=== Section Start ===

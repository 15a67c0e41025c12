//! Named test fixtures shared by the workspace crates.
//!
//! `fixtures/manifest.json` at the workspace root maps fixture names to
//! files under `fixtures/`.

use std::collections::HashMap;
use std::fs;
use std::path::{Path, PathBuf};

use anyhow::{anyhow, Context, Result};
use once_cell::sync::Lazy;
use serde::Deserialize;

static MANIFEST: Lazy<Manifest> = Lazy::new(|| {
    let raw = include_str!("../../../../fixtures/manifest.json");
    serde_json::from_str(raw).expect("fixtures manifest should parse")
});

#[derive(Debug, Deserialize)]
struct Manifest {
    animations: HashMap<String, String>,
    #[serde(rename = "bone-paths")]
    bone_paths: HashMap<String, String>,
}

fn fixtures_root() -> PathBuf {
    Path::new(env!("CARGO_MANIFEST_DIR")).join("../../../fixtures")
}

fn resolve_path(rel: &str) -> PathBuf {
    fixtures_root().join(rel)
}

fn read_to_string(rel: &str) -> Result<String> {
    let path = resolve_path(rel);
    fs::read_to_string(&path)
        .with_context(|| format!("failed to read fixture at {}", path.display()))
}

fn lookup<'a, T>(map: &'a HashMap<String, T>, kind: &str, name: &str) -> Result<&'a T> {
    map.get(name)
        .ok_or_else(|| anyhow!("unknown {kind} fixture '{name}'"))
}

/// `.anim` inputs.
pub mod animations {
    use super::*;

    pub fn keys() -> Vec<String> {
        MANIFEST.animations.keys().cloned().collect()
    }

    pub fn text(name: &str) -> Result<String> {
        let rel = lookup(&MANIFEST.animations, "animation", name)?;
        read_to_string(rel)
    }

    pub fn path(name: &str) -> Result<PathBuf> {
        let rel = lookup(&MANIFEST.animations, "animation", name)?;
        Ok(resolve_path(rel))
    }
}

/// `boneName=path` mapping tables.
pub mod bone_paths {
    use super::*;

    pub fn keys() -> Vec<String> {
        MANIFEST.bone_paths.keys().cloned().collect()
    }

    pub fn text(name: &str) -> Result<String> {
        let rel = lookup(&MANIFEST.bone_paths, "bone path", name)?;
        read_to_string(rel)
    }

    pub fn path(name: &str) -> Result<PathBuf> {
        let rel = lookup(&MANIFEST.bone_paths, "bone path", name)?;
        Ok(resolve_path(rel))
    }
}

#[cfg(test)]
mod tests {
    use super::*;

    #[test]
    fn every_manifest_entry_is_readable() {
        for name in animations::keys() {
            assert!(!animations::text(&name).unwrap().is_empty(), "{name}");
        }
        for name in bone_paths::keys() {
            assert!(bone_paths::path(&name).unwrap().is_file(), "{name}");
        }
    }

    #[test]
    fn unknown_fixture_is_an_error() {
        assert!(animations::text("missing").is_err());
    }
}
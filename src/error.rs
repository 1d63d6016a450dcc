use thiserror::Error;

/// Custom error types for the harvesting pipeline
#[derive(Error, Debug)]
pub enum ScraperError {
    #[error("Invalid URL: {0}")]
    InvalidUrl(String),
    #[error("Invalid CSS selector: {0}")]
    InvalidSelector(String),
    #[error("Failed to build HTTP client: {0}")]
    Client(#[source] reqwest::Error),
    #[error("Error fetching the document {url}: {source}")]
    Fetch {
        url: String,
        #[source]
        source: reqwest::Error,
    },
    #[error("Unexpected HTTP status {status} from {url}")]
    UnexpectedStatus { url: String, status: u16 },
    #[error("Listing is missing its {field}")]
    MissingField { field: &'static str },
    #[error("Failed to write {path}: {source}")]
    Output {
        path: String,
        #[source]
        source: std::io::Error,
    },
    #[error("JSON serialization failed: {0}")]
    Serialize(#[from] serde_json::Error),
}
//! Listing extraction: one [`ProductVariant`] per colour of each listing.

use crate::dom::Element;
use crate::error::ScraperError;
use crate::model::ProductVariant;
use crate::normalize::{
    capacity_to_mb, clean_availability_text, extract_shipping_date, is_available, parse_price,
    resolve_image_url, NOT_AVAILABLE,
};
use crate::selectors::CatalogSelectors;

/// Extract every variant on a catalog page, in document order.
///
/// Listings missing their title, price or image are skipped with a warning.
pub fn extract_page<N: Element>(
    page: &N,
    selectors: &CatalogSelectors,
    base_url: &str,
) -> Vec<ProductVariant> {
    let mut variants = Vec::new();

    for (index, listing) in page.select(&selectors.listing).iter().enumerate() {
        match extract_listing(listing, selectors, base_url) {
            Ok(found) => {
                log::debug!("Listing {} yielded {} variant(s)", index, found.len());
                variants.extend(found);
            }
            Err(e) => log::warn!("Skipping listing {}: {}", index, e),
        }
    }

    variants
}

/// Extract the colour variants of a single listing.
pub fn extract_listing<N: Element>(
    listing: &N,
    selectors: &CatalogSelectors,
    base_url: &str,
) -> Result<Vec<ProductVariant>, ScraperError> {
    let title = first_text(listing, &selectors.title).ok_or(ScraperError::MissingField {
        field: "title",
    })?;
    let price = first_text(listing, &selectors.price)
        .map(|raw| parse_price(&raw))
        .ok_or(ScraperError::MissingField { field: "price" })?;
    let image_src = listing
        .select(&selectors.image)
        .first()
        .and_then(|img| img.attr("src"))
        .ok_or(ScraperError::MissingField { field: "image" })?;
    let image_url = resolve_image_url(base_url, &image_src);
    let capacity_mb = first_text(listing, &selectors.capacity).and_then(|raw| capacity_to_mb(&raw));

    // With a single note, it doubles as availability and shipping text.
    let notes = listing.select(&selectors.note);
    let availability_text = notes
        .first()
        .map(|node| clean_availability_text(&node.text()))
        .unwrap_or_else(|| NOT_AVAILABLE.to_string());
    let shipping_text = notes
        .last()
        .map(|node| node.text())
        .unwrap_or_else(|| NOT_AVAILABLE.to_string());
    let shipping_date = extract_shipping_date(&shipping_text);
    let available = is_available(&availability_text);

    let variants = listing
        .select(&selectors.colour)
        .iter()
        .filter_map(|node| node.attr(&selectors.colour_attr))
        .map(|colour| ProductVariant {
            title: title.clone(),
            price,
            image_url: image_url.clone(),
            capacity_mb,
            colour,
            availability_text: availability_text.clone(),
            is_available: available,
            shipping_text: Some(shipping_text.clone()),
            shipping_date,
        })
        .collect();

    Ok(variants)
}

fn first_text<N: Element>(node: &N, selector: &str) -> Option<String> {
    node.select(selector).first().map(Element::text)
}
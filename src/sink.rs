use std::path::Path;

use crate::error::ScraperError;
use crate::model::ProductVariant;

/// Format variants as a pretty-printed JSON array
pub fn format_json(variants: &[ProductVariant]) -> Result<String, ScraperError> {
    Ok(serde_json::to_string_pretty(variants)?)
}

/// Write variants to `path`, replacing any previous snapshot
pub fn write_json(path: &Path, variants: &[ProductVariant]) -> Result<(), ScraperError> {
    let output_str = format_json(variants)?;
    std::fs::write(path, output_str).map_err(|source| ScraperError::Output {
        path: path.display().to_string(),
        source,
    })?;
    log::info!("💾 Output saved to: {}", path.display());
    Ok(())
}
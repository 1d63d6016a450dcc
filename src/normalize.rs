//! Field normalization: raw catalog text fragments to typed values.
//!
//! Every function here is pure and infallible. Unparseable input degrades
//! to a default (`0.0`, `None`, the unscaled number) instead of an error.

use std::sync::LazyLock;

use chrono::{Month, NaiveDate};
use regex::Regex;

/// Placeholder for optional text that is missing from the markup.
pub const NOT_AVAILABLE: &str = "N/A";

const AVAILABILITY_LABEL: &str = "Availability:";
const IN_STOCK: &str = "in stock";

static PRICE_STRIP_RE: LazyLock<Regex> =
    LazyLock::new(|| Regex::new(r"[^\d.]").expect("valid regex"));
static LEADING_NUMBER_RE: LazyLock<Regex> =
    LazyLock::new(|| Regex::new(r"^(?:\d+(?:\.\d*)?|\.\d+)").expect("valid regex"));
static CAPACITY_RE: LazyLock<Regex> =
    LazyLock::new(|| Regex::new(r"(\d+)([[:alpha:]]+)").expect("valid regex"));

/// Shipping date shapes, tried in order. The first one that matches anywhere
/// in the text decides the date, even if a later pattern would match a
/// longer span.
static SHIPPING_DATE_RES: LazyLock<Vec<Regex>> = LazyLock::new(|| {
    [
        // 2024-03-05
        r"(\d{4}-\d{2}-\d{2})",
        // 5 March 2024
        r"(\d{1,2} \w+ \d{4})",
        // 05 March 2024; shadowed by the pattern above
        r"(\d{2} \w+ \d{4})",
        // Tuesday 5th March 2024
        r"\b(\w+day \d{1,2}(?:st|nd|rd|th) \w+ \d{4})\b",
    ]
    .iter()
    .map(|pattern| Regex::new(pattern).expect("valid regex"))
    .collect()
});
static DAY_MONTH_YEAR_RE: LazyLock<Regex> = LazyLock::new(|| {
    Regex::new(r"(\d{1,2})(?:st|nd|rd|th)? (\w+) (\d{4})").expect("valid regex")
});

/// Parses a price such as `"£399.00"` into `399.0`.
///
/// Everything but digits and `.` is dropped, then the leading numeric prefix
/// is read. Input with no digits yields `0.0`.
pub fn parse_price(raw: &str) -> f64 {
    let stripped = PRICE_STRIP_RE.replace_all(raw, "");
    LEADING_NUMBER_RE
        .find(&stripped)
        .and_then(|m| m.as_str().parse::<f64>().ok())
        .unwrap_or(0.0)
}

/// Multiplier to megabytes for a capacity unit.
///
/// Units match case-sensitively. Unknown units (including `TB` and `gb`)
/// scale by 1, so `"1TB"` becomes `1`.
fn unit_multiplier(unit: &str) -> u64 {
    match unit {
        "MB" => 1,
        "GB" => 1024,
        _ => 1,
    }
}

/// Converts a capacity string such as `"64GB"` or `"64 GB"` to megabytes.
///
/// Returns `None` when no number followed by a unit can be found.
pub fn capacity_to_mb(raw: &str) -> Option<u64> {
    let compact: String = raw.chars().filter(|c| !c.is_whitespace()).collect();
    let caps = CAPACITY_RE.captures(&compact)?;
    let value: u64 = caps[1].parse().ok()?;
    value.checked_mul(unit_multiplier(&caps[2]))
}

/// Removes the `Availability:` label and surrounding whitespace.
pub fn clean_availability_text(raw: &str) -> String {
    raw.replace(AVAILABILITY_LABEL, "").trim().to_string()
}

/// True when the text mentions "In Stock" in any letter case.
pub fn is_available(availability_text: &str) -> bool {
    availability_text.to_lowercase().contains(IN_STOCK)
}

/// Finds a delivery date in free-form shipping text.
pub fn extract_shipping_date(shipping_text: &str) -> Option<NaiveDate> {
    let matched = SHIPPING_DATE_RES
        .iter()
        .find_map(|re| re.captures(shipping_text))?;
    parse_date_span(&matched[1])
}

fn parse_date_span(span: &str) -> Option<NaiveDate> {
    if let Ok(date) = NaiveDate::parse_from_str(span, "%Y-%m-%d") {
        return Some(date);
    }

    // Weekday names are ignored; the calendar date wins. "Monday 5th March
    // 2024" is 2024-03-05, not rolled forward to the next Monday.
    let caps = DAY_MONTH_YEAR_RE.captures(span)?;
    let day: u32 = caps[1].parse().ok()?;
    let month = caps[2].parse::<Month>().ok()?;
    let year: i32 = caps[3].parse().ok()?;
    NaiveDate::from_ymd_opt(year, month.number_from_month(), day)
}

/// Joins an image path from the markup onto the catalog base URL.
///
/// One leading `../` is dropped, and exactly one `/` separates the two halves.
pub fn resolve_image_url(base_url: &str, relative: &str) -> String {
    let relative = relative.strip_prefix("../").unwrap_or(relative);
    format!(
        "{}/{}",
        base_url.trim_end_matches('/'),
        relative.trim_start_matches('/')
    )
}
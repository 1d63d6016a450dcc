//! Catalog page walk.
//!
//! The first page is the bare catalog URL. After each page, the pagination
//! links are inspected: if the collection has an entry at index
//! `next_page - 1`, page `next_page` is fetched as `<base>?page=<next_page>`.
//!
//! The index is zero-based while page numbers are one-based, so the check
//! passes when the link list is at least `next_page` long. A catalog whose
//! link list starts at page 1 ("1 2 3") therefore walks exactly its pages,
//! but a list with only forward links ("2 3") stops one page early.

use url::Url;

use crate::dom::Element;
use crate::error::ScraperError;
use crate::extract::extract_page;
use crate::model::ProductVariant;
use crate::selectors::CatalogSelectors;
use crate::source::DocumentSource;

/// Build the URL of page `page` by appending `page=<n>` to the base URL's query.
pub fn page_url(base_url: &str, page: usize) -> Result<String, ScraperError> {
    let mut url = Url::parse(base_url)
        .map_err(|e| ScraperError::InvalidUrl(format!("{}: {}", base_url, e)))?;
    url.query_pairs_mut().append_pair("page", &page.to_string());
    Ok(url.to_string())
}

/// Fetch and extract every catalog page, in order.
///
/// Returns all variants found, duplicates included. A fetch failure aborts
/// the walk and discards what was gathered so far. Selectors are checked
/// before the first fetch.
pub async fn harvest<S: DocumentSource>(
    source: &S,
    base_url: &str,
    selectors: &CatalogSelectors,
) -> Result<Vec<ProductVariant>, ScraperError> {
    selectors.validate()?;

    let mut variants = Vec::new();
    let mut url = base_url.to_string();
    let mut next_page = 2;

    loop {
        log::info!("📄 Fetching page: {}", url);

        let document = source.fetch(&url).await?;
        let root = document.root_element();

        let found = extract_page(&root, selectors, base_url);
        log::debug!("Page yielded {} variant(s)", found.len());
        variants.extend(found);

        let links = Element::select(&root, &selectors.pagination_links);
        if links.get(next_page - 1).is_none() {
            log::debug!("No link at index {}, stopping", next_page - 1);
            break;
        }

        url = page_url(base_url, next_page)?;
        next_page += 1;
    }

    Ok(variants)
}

=== Section End ===

Across the data, pull every line containing the string "attr".

        .and_then(|img| img.attr("src"))
        .filter_map(|node| node.attr(&selectors.colour_attr))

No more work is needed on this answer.